The Dallas Symphony Orchestra, very much a big fish orchestra, has agreed a new two-year contract with its players, according to Scott Cantrell in the Dallas Morning News. Retroactive to September 1, the musicians actually get a small rise, which will be welcome for them when colleagues at other orchestras are under pressure to accept pay cuts. Nevertheless, the Dallas musicians get a one per cent hike in 2013, and two per cent in 2014. They'll get another two per cent the following year, if financial development targets are met. There are other initiatives rolled in--including ways to help keep the players healthy and allowing for them perform away from the full orchestra.
Meanwhile, Kentucky's Lexington Philharmonic Orchestra have avoided a strike, at least for now. The players are reportedly still not satisfied with terms offered by their management, but a vote has--just--gone the "give negotiations a chance" route and concerts have not been canceled. This was in contrast to what had been feared, and indeed warned by the American Federation of Musicians (representing the players).

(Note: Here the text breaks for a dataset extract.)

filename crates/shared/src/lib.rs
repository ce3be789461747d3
pub mod domain;
pub mod error;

Theirs has been a long process, with talks going on since April 2012. The Lexington Herald-Leader quoted Philharmonic board president R. Scott King: "It gives both parties an opportunity to put something in place for now. What might be overlooked is it also gives us the opportunity to really take a breather; step away from the table; there's a lot of wounds that occur, particularly in a process as long as ours."
Still no agreement, either short- or long-term, in Minnesota, where the latest rumor doing the rounds involves the musicians and their music director, Osmo Vänskä, playing their slated Carnegie Hall visit on their own terms. In other words, players and conductor might go ahead and play the concert outside of their protracted, bitter contract dispute with management. If the two Carnegie concerts do not go ahead, Vänskä has said that he will resign. There have, according to the New York Times, already been some local events arranged by players on their own, and their adopting this model for Carnegie is being mooted as a possibility in some quarters, though it's still a remote possibility (there may even be legal impediments to that happening).
So, the U.S. orchestral scene in microcosm, as it were. Some relatively happy, some making it work by hook or by crook. And others, still, desperately unhappy and, with no mutually acceptable prospects seemingly yet in sight, hoping against hope for a solution from somewhere.